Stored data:
****

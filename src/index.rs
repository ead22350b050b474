//! # Vector index
//!
//! Nearest-neighbor search over the mission embedding vectors.
//!
//! Wraps a [HNSW](https://arxiv.org/abs/1603.09320) approximate
//! nearest-neighbor index (`hora` crate). The index is rehydrated once at
//! process start from a persisted binary artifact and is read-only
//! thereafter; there is no insert/update/delete path at runtime.
//!
//! Vector ids are corpus positions: row `i` of the index must describe
//! record `i` of the corpus. [`MissionIndex::validate_row_count`] checks that
//! alignment at startup so a mismatched pair of artifacts fails fast instead
//! of silently returning wrong records.

use hora::core::ann_index::{ANNIndex, SerializableIndex};
use hora::core::metrics::Metric;
use hora::index::hnsw_idx::HNSWIndex;
use hora::index::hnsw_params::HNSWParams;
use std::path::Path;

use crate::BoxError;

/// A single nearest-neighbor hit.
///
/// `position` indexes into the corpus; `distance` is the Euclidean distance
/// between the query vector and the matched row, so smaller is closer.
#[derive(Debug, Clone, PartialEq)]
pub struct SearchResult {
    /// Corpus position of the matched record.
    pub position: usize,
    /// Euclidean distance to the query vector.
    pub distance: f32,
}

/// Read-only HNSW index over the mission corpus embeddings.
pub struct MissionIndex {
    index: HNSWIndex<f32, usize>,
    dimension: usize,
}

impl MissionIndex {
    /// Rehydrate the index from a persisted binary artifact.
    ///
    /// # Parameters
    /// - `path`: Location of the artifact on disk.
    /// - `dimension`: Dimensionality the embedder produces; queries are
    ///   checked against it.
    ///
    /// # Errors
    /// Returns an error if the artifact is missing or cannot be parsed. This
    /// is fatal to process startup, not recoverable per-request.
    pub fn load(path: &Path, dimension: usize) -> Result<Self, BoxError> {
        let path_str = path
            .to_str()
            .ok_or_else(|| format!("index path is not valid UTF-8: {}", path.display()))?;
        let index = HNSWIndex::load(path_str)
            .map_err(|e| format!("failed to load vector index {}: {e}", path.display()))?;

        Ok(Self { index, dimension })
    }

    /// Build an in-memory index from vectors, one row per corpus position.
    ///
    /// Exists for tests and offline tooling; the service itself only loads
    /// prebuilt artifacts.
    ///
    /// # Errors
    /// Returns an error on dimension mismatch or if the underlying index
    /// rejects an insert or the build step.
    pub fn build(vectors: &[Vec<f32>], dimension: usize) -> Result<Self, BoxError> {
        let mut index = HNSWIndex::new(dimension, &HNSWParams::default());
        for (position, vector) in vectors.iter().enumerate() {
            if vector.len() != dimension {
                return Err(format!(
                    "vector {position} has dimension {}, expected {dimension}",
                    vector.len()
                )
                .into());
            }
            index
                .add(vector, position)
                .map_err(|e| format!("failed to add vector {position}: {e}"))?;
        }
        index
            .build(Metric::Euclidean)
            .map_err(|e| format!("failed to build index: {e}"))?;

        Ok(Self { index, dimension })
    }

    /// Dimensionality the index expects of query vectors.
    pub fn dimension(&self) -> usize {
        self.dimension
    }

    /// Query the index for the `k` nearest rows.
    ///
    /// Results are ordered by ascending distance. If `k` exceeds the number
    /// of indexed rows, the result is clipped to what exists.
    ///
    /// # Errors
    /// Returns an error if `query` has the wrong dimensionality or the index
    /// yields a row without an id (corrupt artifact).
    pub fn search(&self, query: &[f32], k: usize) -> Result<Vec<SearchResult>, BoxError> {
        if query.len() != self.dimension {
            return Err(format!(
                "query has dimension {}, index expects {}",
                query.len(),
                self.dimension
            )
            .into());
        }

        let k = k.max(1);
        self.index
            .search_nodes(query, k)
            .into_iter()
            .map(|(node, distance)| {
                let position =
                    (*node.idx()).ok_or("vector index returned a row without an id")?;
                Ok(SearchResult { position, distance })
            })
            .collect()
    }

    /// Verify that the index holds exactly `expected` rows.
    ///
    /// Runs a full-breadth probe search; an over-wide `k` is clipped to the
    /// row count, so the result length is the row count.
    ///
    /// # Errors
    /// Returns an error describing the mismatch; callers treat it as fatal at
    /// startup.
    pub fn validate_row_count(&self, expected: usize) -> Result<(), BoxError> {
        let probe = vec![0.0f32; self.dimension];
        let rows = self.index.search(&probe, expected + 1).len();
        if rows != expected {
            return Err(format!(
                "vector index holds {rows} rows but the corpus has {expected} records"
            )
            .into());
        }
        Ok(())
    }
}
//! # Summarization gateway
//!
//! Client for the external text-generation service.
//!
//! Builds a single prompt from the blended mission context, the previous
//! question, and the current question, and sends it as a chat completion to
//! an OpenAI-compatible API. This is the one external dependency boundary in
//! the core: every failure of the collaborator — timeout, transport error,
//! missing content in the payload — is absorbed here and converted into a
//! user-facing warning string instead of propagating as an error. Requests
//! are bounded by a configurable timeout and are never retried.

use async_openai::{
    Client,
    config::OpenAIConfig,
    types::chat::{
        ChatCompletionRequestMessage, ChatCompletionRequestUserMessage,
        ChatCompletionRequestUserMessageContent, CreateChatCompletionRequestArgs,
    },
};
use std::time::Duration;
use tracing::{debug, warn};

use crate::BoxError;
use crate::config::AstroConfig;

/// Returned when the model replied without usable content.
pub const MALFORMED_RESPONSE: &str = "⚠️ Model response missing or malformed.";

/// Prefix attached to absorbed gateway failures.
pub const ERROR_PREFIX: &str = "⚠️ Error: ";

/// Summarization client over an OpenAI-compatible chat completion API.
pub struct SummaryGateway {
    client: Client<OpenAIConfig>,
    model: String,
    max_tokens: u16,
    timeout: Duration,
}

impl SummaryGateway {
    /// Create a gateway from the service configuration.
    pub fn new(config: &AstroConfig) -> Self {
        let openai_config = OpenAIConfig::new()
            .with_api_key(config.api_key.clone())
            .with_api_base(config.api_base.clone());
        debug!("Gateway client created for {}", config.api_base);

        Self {
            client: Client::with_config(openai_config),
            model: config.model.clone(),
            max_tokens: config.context_max_tokens,
            timeout: Duration::from_secs(config.gateway_timeout_secs),
        }
    }

    /// Build the summarization prompt.
    ///
    /// Fixed framing plus the blended context, the previous question, and the
    /// current question, in that order.
    pub fn build_prompt(context: &str, previous_question: &str, question: &str) -> String {
        format!(
            "You are a helpful assistant for the Indian Space Science Data Centre (ISSDC).\n\
             Answer the user's question based only on the mission-related context below.\n\
             Avoid unnecessary repetition and be concise.\n\
             \n\
             ### Context:\n\
             {context}\n\
             \n\
             ### Previous Question:\n\
             {previous_question}\n\
             \n\
             ### Current Question:\n\
             {question}\n\
             \n\
             ### Answer:"
        )
    }

    /// Summarize `context` with respect to `question`.
    ///
    /// Never fails: a transport error, a timeout, or an unusable payload all
    /// come back as a warning-prefixed string that the caller delivers as a
    /// normal answer.
    pub async fn summarize(
        &self,
        context: &str,
        previous_question: &str,
        question: &str,
    ) -> String {
        match self.request(context, previous_question, question).await {
            Ok(text) => text,
            Err(e) => {
                warn!("Summarization failed: {e}");
                format!("{ERROR_PREFIX}{e}")
            }
        }
    }

    async fn request(
        &self,
        context: &str,
        previous_question: &str,
        question: &str,
    ) -> Result<String, BoxError> {
        let prompt = Self::build_prompt(context, previous_question, question);

        let message = ChatCompletionRequestMessage::User(ChatCompletionRequestUserMessage {
            content: ChatCompletionRequestUserMessageContent::Text(prompt),
            name: None,
        });

        let request = CreateChatCompletionRequestArgs::default()
            .max_tokens(self.max_tokens)
            .model(self.model.clone())
            .messages(vec![message])
            .build()?;

        debug!("Sending summarization request: {:?}", request);

        let response = tokio::time::timeout(self.timeout, self.client.chat().create(request))
            .await
            .map_err(|_| {
                format!(
                    "summarization request timed out after {}s",
                    self.timeout.as_secs()
                )
            })??;

        let mut response_string = String::new();
        response.choices.iter().for_each(|chat_choice| {
            if let Some(ref message_text) = chat_choice.message.content {
                response_string.push_str(message_text);
            }
        });

        if response_string.is_empty() {
            return Ok(MALFORMED_RESPONSE.to_string());
        }

        Ok(response_string)
    }
}
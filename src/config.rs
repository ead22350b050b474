//! This module provides functionality for loading and handling the service's
//! configuration.
//!
//! It defines the `AstroConfig` struct, which holds the configuration
//! parameters, and a `load_config` function to load the configuration from a
//! YAML file. Retrieval policy values (similarity threshold, result count,
//! context budgets) are configuration parameters with sensible defaults, so a
//! minimal file only needs the API coordinates and the data artifact paths.
//!
//! # Examples
//!
//! Loading the configuration from a file:
//!
//! ```no_run
//! use astro_chat::config::{AstroConfig, load_config};
//!
//! let config: AstroConfig = load_config("/path/to/config.yaml").unwrap();
//! println!("{:?}", config);
//! ```

use serde::{Deserialize, Serialize};
use std::{fs, path::PathBuf};

use crate::BoxError;

/// Represents the service's configuration.
///
/// This struct holds the configuration parameters needed to run the service,
/// such as the summarization API coordinates, the data artifact paths, and
/// the retrieval policy knobs. It can be constructed by loading a YAML
/// configuration file using the `load_config` function.
#[derive(Serialize, Deserialize, Debug, PartialEq, Clone)]
pub struct AstroConfig {
    /// The base URL of the OpenAI-compatible summarization API.
    pub api_base: String,

    /// The API key used to authenticate requests to the summarization API.
    pub api_key: String,

    /// The name of the model used for summarization.
    pub model: String,

    /// Maximum tokens requested per summarization completion.
    pub context_max_tokens: u16,

    /// Path to the persisted HNSW index artifact.
    pub index_path: PathBuf,

    /// Path to the mission corpus JSON file (ordered array of records with a
    /// `details` field; row order must match the index row order).
    pub corpus_path: PathBuf,

    /// Optional path to the custom-responses JSON file (greeting overrides).
    #[serde(default)]
    pub custom_responses_path: Option<PathBuf>,

    /// Address the HTTP server binds to.
    #[serde(default = "default_bind_address")]
    pub bind_address: String,

    /// Port the HTTP server listens on.
    #[serde(default = "default_port")]
    pub port: u16,

    /// Similarity cutoff below which a direct match is rejected.
    #[serde(default = "default_similarity_threshold")]
    pub similarity_threshold: f32,

    /// Number of nearest neighbors retrieved per conversational query.
    #[serde(default = "default_top_k")]
    pub top_k: usize,

    /// Character budget for the per-turn combined context.
    #[serde(default = "default_context_budget_chars")]
    pub context_budget_chars: usize,

    /// Character budget for the blended previous-plus-current context sent to
    /// the summarizer.
    #[serde(default = "default_memory_budget_chars")]
    pub memory_budget_chars: usize,

    /// Seconds allowed for a single summarization call.
    #[serde(default = "default_gateway_timeout_secs")]
    pub gateway_timeout_secs: u64,

    /// Maximum number of concurrently remembered sessions.
    #[serde(default = "default_max_sessions")]
    pub max_sessions: usize,
}

fn default_bind_address() -> String {
    "127.0.0.1".to_string()
}

fn default_port() -> u16 {
    5000
}

fn default_similarity_threshold() -> f32 {
    0.75
}

fn default_top_k() -> usize {
    1
}

fn default_context_budget_chars() -> usize {
    1000
}

fn default_memory_budget_chars() -> usize {
    600
}

fn default_gateway_timeout_secs() -> u64 {
    60
}

fn default_max_sessions() -> usize {
    1024
}

/// Loads the service's configuration from a YAML file.
///
/// This function reads the file at the given path, parses it as YAML, and
/// constructs an `AstroConfig` struct from it.
///
/// # Parameters
///
/// - `file`: The path to the YAML configuration file.
///
/// # Returns
///
/// - `Ok(AstroConfig)`: The loaded configuration.
/// - `Err(BoxError)`: An error occurred while reading the file or parsing the
///   YAML.
///
/// # Examples
///
/// ```no_run
/// use astro_chat::config::load_config;
///
/// match load_config("/path/to/config.yaml") {
///     Ok(config) => println!("{:?}", config),
///     Err(err) => eprintln!("Error loading config: {}", err),
/// }
/// ```
pub fn load_config(file: &str) -> Result<AstroConfig, BoxError> {
    let content = fs::read_to_string(file)?;
    let config: AstroConfig = serde_yaml::from_str(&content)?;
    Ok(config)
}
//! # Mission corpus
//!
//! Loading and lookup of the static mission description corpus.
//!
//! The corpus is an ordered JSON array of records, each carrying a `details`
//! text field. Row order is load-bearing: position `i` in the corpus must
//! correspond to row `i` of the persisted vector index, so records are
//! assigned their position at load time and never mutated afterwards.
//!
//! This module also loads the optional custom-responses file (greeting
//! overrides). The file is a reserved extension point: it is parsed and
//! surfaced at startup, but the response logic does not consult it yet.

use serde::Deserialize;
use std::{collections::HashMap, fs, path::Path};

use crate::BoxError;

/// A single mission description, addressable by its stable position.
///
/// `position` matches the corresponding row of the vector index.
#[derive(Debug, Clone, PartialEq)]
pub struct MissionRecord {
    /// 0-based position, stable for the lifetime of the process.
    pub position: usize,
    /// The mission description text.
    pub details: String,
}

/// On-disk shape of a corpus record. Extra fields are ignored.
#[derive(Debug, Deserialize)]
struct RawRecord {
    details: String,
}

/// The ordered, immutable collection of mission records.
///
/// Loaded once at startup; read-only thereafter, so it is safe to share
/// across request handlers behind an `Arc`.
#[derive(Debug)]
pub struct CorpusStore {
    records: Vec<MissionRecord>,
}

impl CorpusStore {
    /// Load the corpus from a JSON file.
    ///
    /// # Parameters
    /// - `path`: Path to the JSON file (ordered array of records, each with a
    ///   `details` field).
    ///
    /// # Errors
    /// Returns an error if the file cannot be read or is not valid JSON of
    /// the expected shape. Both are startup-fatal for the service.
    pub fn load(path: &Path) -> Result<Self, BoxError> {
        let content = fs::read_to_string(path)
            .map_err(|e| format!("failed to read corpus file {}: {e}", path.display()))?;
        let raw: Vec<RawRecord> = serde_json::from_str(&content)
            .map_err(|e| format!("failed to parse corpus file {}: {e}", path.display()))?;

        let records = raw
            .into_iter()
            .enumerate()
            .map(|(position, record)| MissionRecord {
                position,
                details: record.details,
            })
            .collect();

        Ok(Self { records })
    }

    /// Build a corpus directly from record texts, preserving order.
    ///
    /// Used by tests and tooling that do not go through a file.
    pub fn from_details<I, S>(details: I) -> Self
    where
        I: IntoIterator<Item = S>,
        S: Into<String>,
    {
        let records = details
            .into_iter()
            .enumerate()
            .map(|(position, details)| MissionRecord {
                position,
                details: details.into(),
            })
            .collect();
        Self { records }
    }

    /// Look up a record by position. Returns `None` if out of range.
    pub fn get(&self, position: usize) -> Option<&MissionRecord> {
        self.records.get(position)
    }

    /// Number of records in the corpus.
    pub fn len(&self) -> usize {
        self.records.len()
    }

    /// Whether the corpus holds no records.
    pub fn is_empty(&self) -> bool {
        self.records.is_empty()
    }
}

/// Optional greeting overrides loaded from the custom-responses file.
///
/// Reserved extension point: parsed at startup and logged, not consulted by
/// the composer.
#[derive(Debug, Default, Deserialize)]
pub struct CustomResponses {
    /// Keyword to reply overrides for greetings.
    #[serde(default)]
    pub greetings: HashMap<String, String>,
}

impl CustomResponses {
    /// Load custom responses from a JSON file.
    ///
    /// # Errors
    /// Returns an error if the file cannot be read or parsed; the caller
    /// treats this as startup-fatal, the same as the corpus itself.
    pub fn load(path: &Path) -> Result<Self, BoxError> {
        let content = fs::read_to_string(path)
            .map_err(|e| format!("failed to read custom responses {}: {e}", path.display()))?;
        let custom: CustomResponses = serde_json::from_str(&content)
            .map_err(|e| format!("failed to parse custom responses {}: {e}", path.display()))?;
        Ok(custom)
    }
}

****

**WORK INSTRUCTION:** Write down, word for word, the lines above from the one containing "handling the service's" through the one containing "defaults, so a", both ends included.

**WORKED SOLUTION:**
//! This module provides functionality for loading and handling the service's
//! configuration.
//!
//! It defines the `AstroConfig` struct, which holds the configuration
//! parameters, and a `load_config` function to load the configuration from a
//! YAML file. Retrieval policy values (similarity threshold, result count,
//! context budgets) are configuration parameters with sensible defaults, so a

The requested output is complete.